Instructions to follow: Each entry below has to be written out again exactly.

Saved entries
= = = = =
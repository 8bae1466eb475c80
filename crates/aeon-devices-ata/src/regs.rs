//! Command-port and control-port register file, shared by both devices on a
//! channel.
//!
//! [7.1]: "In this standard, the register contents go to both devices (and
//! their embedded controllers)." The channel therefore owns a single register
//! file; the Device/Head register selects which device responds.

use bitflags::bitflags;
use thiserror::Error;

bitflags! {
    /// Status register bits [7.15.6].
    #[derive(Debug, Clone, Copy, PartialEq, Eq)]
    pub struct Status: u8 {
        /// An error occurred; details are in the Error register.
        const ERR = 0x01;
        /// Data Request: the device is ready to transfer a word of data.
        const DRQ = 0x08;
        /// Device Ready.
        const DRDY = 0x40;
        /// Busy: the device owns the command block registers.
        const BSY = 0x80;
    }
}

bitflags! {
    /// Error register bits [7.11.6].
    #[derive(Debug, Clone, Copy, PartialEq, Eq)]
    pub struct ErrorBits: u8 {
        /// Media Change Request.
        const MCR = 0x08;
        /// Aborted command.
        const ABRT = 0x04;
        /// ID Not Found: the addressed sector is out of range.
        const IDNF = 0x10;
        /// Media Changed.
        const MC = 0x20;
    }
}

bitflags! {
    /// Device Control register bits [7.9.6].
    #[derive(Debug, Clone, Copy, PartialEq, Eq)]
    pub struct DeviceControl: u8 {
        /// Negate INTRQ: masks interrupt assertion while set.
        const NIEN = 0x02;
        /// Software reset.
        const SRST = 0x04;
    }
}

/// Device/Head register device-select bit [7.10.6].
const DEV_SELECT: u8 = 0x10;
/// Device/Head register LBA-mode bit.
const DEV_LBA: u8 = 0x40;

/// Command block and control block registers, named per [7].
///
/// `Error`/`Features` and `Status`/`Command` share an address; the direction
/// of the access picks the register, so reads of `Features`/`Command` and
/// writes of `Error`/`Status` are undefined accesses.
#[derive(Debug, Clone, Copy, PartialEq, Eq)]
pub enum Register {
    Data,
    Error,
    Features,
    SectorCount,
    LbaLow,
    LbaMid,
    LbaHigh,
    DeviceHead,
    Status,
    Command,
    /// Control block: Status without interrupt side effects.
    AltStatus,
    /// Control block: nIEN and SRST.
    DeviceControl,
}

impl Register {
    /// Decode a command block offset (0..=7) for a read access.
    pub fn from_read_offset(offset: u16) -> Option<Self> {
        match offset {
            0 => Some(Register::Data),
            1 => Some(Register::Error),
            2 => Some(Register::SectorCount),
            3 => Some(Register::LbaLow),
            4 => Some(Register::LbaMid),
            5 => Some(Register::LbaHigh),
            6 => Some(Register::DeviceHead),
            7 => Some(Register::Status),
            _ => None,
        }
    }

    /// Decode a command block offset (0..=7) for a write access.
    pub fn from_write_offset(offset: u16) -> Option<Self> {
        match offset {
            0 => Some(Register::Data),
            1 => Some(Register::Features),
            2 => Some(Register::SectorCount),
            3 => Some(Register::LbaLow),
            4 => Some(Register::LbaMid),
            5 => Some(Register::LbaHigh),
            6 => Some(Register::DeviceHead),
            7 => Some(Register::Command),
            _ => None,
        }
    }
}

/// A register access the channel refuses without touching any state.
#[derive(Debug, Clone, Copy, PartialEq, Eq, Error)]
pub enum AccessError {
    #[error("unsupported access width {size} for register {reg:?}")]
    UnsupportedWidth { reg: Register, size: u8 },
    #[error("offset {offset:#x} is outside the register block")]
    OffsetOutOfRange { offset: u16 },
}

/// The shared register file. Derived conditions (busy, ready, DRQ, error,
/// interrupts enabled) are always computed from the raw bytes; nothing is
/// stored twice.
#[derive(Debug, Clone)]
pub struct AtaRegisters {
    pub error: u8,
    pub features: u8,
    pub sector_count: u8,
    pub lba_low: u8,
    pub lba_mid: u8,
    pub lba_high: u8,
    pub device_head: u8,
    pub status: u8,
    pub control: u8,
}

impl AtaRegisters {
    pub fn new() -> Self {
        Self {
            error: 0,
            features: 0,
            sector_count: 0,
            lba_low: 0,
            lba_mid: 0,
            lba_high: 0,
            device_head: 0,
            status: Status::DRDY.bits(),
            control: 0,
        }
    }

    /// Index of the currently selected device (0 = master, 1 = slave).
    pub fn selected_device(&self) -> usize {
        usize::from((self.device_head & DEV_SELECT) != 0)
    }

    pub fn uses_lba(&self) -> bool {
        (self.device_head & DEV_LBA) != 0
    }

    /// 28-bit LBA assembled from the address registers [8.26.3].
    pub fn lba28(&self) -> u64 {
        ((self.device_head as u64 & 0x0F) << 24)
            | ((self.lba_high as u64) << 16)
            | ((self.lba_mid as u64) << 8)
            | self.lba_low as u64
    }

    /// Sector count for 28-bit commands; zero encodes 256 [8.27.3].
    pub fn sector_count28(&self) -> u32 {
        if self.sector_count == 0 {
            256
        } else {
            self.sector_count as u32
        }
    }

    // ----- Derived conditions ------------------------------------------------

    pub fn is_busy(&self) -> bool {
        (self.status & Status::BSY.bits()) != 0
    }

    pub fn is_ready(&self) -> bool {
        (self.status & Status::DRDY.bits()) != 0
    }

    pub fn data_request(&self) -> bool {
        (self.status & Status::DRQ.bits()) != 0
    }

    pub fn has_error(&self) -> bool {
        (self.status & Status::ERR.bits()) != 0
    }

    pub fn interrupts_enabled(&self) -> bool {
        (self.control & DeviceControl::NIEN.bits()) == 0
    }

    pub fn software_reset_requested(&self) -> bool {
        (self.control & DeviceControl::SRST.bits()) != 0
    }

    // ----- Status mutation ---------------------------------------------------

    pub fn set_status(&mut self, set: Status, clear: Status) {
        self.status = (self.status & !clear.bits()) | set.bits();
    }

    pub fn set_error(&mut self, bits: ErrorBits) {
        self.error = bits.bits();
        self.status |= Status::ERR.bits();
    }

    pub fn clear_error(&mut self) {
        self.error = 0;
        self.status &= !Status::ERR.bits();
    }

    // ----- ATAPI byte count / interrupt reason -------------------------------

    /// ATAPI byte count limit registers (LBA Mid/High) [8.23.3].
    pub fn byte_count_limit(&self) -> u16 {
        u16::from_le_bytes([self.lba_mid, self.lba_high])
    }

    pub fn set_byte_count(&mut self, count: u16) {
        let [lo, hi] = count.to_le_bytes();
        self.lba_mid = lo;
        self.lba_high = hi;
    }

    /// ATAPI interrupt reason (Sector Count register) [8.23.3]: bit 0 = CoD,
    /// bit 1 = IO.
    pub fn set_interrupt_reason(&mut self, cod: bool, io: bool) {
        self.sector_count = (u8::from(cod)) | (u8::from(io) << 1);
    }

    /// Place the device signature in the command block [9.1], as devices do
    /// after a software reset or a refused IDENTIFY DEVICE. Device selection
    /// is untouched: a refused IDENTIFY must leave the responding device
    /// selected so the host can read the signature back.
    pub fn set_signature(&mut self, packet_device: bool) {
        self.sector_count = 0x01;
        self.lba_low = 0x01;
        if packet_device {
            self.lba_mid = 0x14;
            self.lba_high = 0xEB;
        } else {
            self.lba_mid = 0x00;
            self.lba_high = 0x00;
        }
    }

    /// Reset the command block to its power-on state. The Device Control
    /// register is host-owned and survives.
    pub fn reset_command_block(&mut self) {
        let control = self.control;
        *self = Self::new();
        self.control = control;
    }
}

impl Default for AtaRegisters {
    fn default() -> Self {
        Self::new()
    }
}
= = = = =
Reply to the task:
repository 8bae1466eb475c80
filename crates/aeon-devices-ata/src/regs.rs
//! Command-port and control-port register file, shared by both devices on a
//! channel.
//!
//! [7.1]: "In this standard, the register contents go to both devices (and
//! their embedded controllers)." The channel therefore owns a single register
//! file; the Device/Head register selects which device responds.

use bitflags::bitflags;
use thiserror::Error;

bitflags! {
    /// Status register bits [7.15.6].
    #[derive(Debug, Clone, Copy, PartialEq, Eq)]
    pub struct Status: u8 {
        /// An error occurred; details are in the Error register.
        const ERR = 0x01;
        /// Data Request: the device is ready to transfer a word of data.
        const DRQ = 0x08;
        /// Device Ready.
        const DRDY = 0x40;
        /// Busy: the device owns the command block registers.
        const BSY = 0x80;
    }
}

bitflags! {
    /// Error register bits [7.11.6].
    #[derive(Debug, Clone, Copy, PartialEq, Eq)]
    pub struct ErrorBits: u8 {
        /// Media Change Request.
        const MCR = 0x08;
        /// Aborted command.
        const ABRT = 0x04;
        /// ID Not Found: the addressed sector is out of range.
        const IDNF = 0x10;
        /// Media Changed.
        const MC = 0x20;
    }
}

bitflags! {
    /// Device Control register bits [7.9.6].
    #[derive(Debug, Clone, Copy, PartialEq, Eq)]
    pub struct DeviceControl: u8 {
        /// Negate INTRQ: masks interrupt assertion while set.
        const NIEN = 0x02;
        /// Software reset.
        const SRST = 0x04;
    }
}

/// Device/Head register device-select bit [7.10.6].
const DEV_SELECT: u8 = 0x10;
/// Device/Head register LBA-mode bit.
const DEV_LBA: u8 = 0x40;

/// Command block and control block registers, named per [7].
///
/// `Error`/`Features` and `Status`/`Command` share an address; the direction
/// of the access picks the register, so reads of `Features`/`Command` and
/// writes of `Error`/`Status` are undefined accesses.
#[derive(Debug, Clone, Copy, PartialEq, Eq)]
pub enum Register {
    Data,
    Error,
    Features,
    SectorCount,
    LbaLow,
    LbaMid,
    LbaHigh,
    DeviceHead,
    Status,
    Command,
    /// Control block: Status without interrupt side effects.
    AltStatus,
    /// Control block: nIEN and SRST.
    DeviceControl,
}

impl Register {
    /// Decode a command block offset (0..=7) for a read access.
    pub fn from_read_offset(offset: u16) -> Option<Self> {
        match offset {
            0 => Some(Register::Data),
            1 => Some(Register::Error),
            2 => Some(Register::SectorCount),
            3 => Some(Register::LbaLow),
            4 => Some(Register::LbaMid),
            5 => Some(Register::LbaHigh),
            6 => Some(Register::DeviceHead),
            7 => Some(Register::Status),
            _ => None,
        }
    }

    /// Decode a command block offset (0..=7) for a write access.
    pub fn from_write_offset(offset: u16) -> Option<Self> {
        match offset {
            0 => Some(Register::Data),
            1 => Some(Register::Features),
            2 => Some(Register::SectorCount),
            3 => Some(Register::LbaLow),
            4 => Some(Register::LbaMid),
            5 => Some(Register::LbaHigh),
            6 => Some(Register::DeviceHead),
            7 => Some(Register::Command),
            _ => None,
        }
    }
}

/// A register access the channel refuses without touching any state.
#[derive(Debug, Clone, Copy, PartialEq, Eq, Error)]
pub enum AccessError {
    #[error("unsupported access width {size} for register {reg:?}")]
    UnsupportedWidth { reg: Register, size: u8 },
    #[error("offset {offset:#x} is outside the register block")]
    OffsetOutOfRange { offset: u16 },
}

/// The shared register file. Derived conditions (busy, ready, DRQ, error,
/// interrupts enabled) are always computed from the raw bytes; nothing is
/// stored twice.
#[derive(Debug, Clone)]
pub struct AtaRegisters {
    pub error: u8,
    pub features: u8,
    pub sector_count: u8,
    pub lba_low: u8,
    pub lba_mid: u8,
    pub lba_high: u8,
    pub device_head: u8,
    pub status: u8,
    pub control: u8,
}

impl AtaRegisters {
    pub fn new() -> Self {
        Self {
            error: 0,
            features: 0,
            sector_count: 0,
            lba_low: 0,
            lba_mid: 0,
            lba_high: 0,
            device_head: 0,
            status: Status::DRDY.bits(),
            control: 0,
        }
    }

    /// Index of the currently selected device (0 = master, 1 = slave).
    pub fn selected_device(&self) -> usize {
        usize::from((self.device_head & DEV_SELECT) != 0)
    }

    pub fn uses_lba(&self) -> bool {
        (self.device_head & DEV_LBA) != 0
    }

    /// 28-bit LBA assembled from the address registers [8.26.3].
    pub fn lba28(&self) -> u64 {
        ((self.device_head as u64 & 0x0F) << 24)
            | ((self.lba_high as u64) << 16)
            | ((self.lba_mid as u64) << 8)
            | self.lba_low as u64
    }

    /// Sector count for 28-bit commands; zero encodes 256 [8.27.3].
    pub fn sector_count28(&self) -> u32 {
        if self.sector_count == 0 {
            256
        } else {
            self.sector_count as u32
        }
    }

    // ----- Derived conditions ------------------------------------------------

    pub fn is_busy(&self) -> bool {
        (self.status & Status::BSY.bits()) != 0
    }

    pub fn is_ready(&self) -> bool {
        (self.status & Status::DRDY.bits()) != 0
    }

    pub fn data_request(&self) -> bool {
        (self.status & Status::DRQ.bits()) != 0
    }

    pub fn has_error(&self) -> bool {
        (self.status & Status::ERR.bits()) != 0
    }

    pub fn interrupts_enabled(&self) -> bool {
        (self.control & DeviceControl::NIEN.bits()) == 0
    }

    pub fn software_reset_requested(&self) -> bool {
        (self.control & DeviceControl::SRST.bits()) != 0
    }

    // ----- Status mutation ---------------------------------------------------

    pub fn set_status(&mut self, set: Status, clear: Status) {
        self.status = (self.status & !clear.bits()) | set.bits();
    }

    pub fn set_error(&mut self, bits: ErrorBits) {
        self.error = bits.bits();
        self.status |= Status::ERR.bits();
    }

    pub fn clear_error(&mut self) {
        self.error = 0;
        self.status &= !Status::ERR.bits();
    }

    // ----- ATAPI byte count / interrupt reason -------------------------------

    /// ATAPI byte count limit registers (LBA Mid/High) [8.23.3].
    pub fn byte_count_limit(&self) -> u16 {
        u16::from_le_bytes([self.lba_mid, self.lba_high])
    }

    pub fn set_byte_count(&mut self, count: u16) {
        let [lo, hi] = count.to_le_bytes();
        self.lba_mid = lo;
        self.lba_high = hi;
    }

    /// ATAPI interrupt reason (Sector Count register) [8.23.3]: bit 0 = CoD,
    /// bit 1 = IO.
    pub fn set_interrupt_reason(&mut self, cod: bool, io: bool) {
        self.sector_count = (u8::from(cod)) | (u8::from(io) << 1);
    }

    /// Place the device signature in the command block [9.1], as devices do
    /// after a software reset or a refused IDENTIFY DEVICE. Device selection
    /// is untouched: a refused IDENTIFY must leave the responding device
    /// selected so the host can read the signature back.
    pub fn set_signature(&mut self, packet_device: bool) {
        self.sector_count = 0x01;
        self.lba_low = 0x01;
        if packet_device {
            self.lba_mid = 0x14;
            self.lba_high = 0xEB;
        } else {
            self.lba_mid = 0x00;
            self.lba_high = 0x00;
        }
    }

    /// Reset the command block to its power-on state. The Device Control
    /// register is host-owned and survives.
    pub fn reset_command_block(&mut self) {
        let control = self.control;
        *self = Self::new();
        self.control = control;
    }
}

impl Default for AtaRegisters {
    fn default() -> Self {
        Self::new()
    }
}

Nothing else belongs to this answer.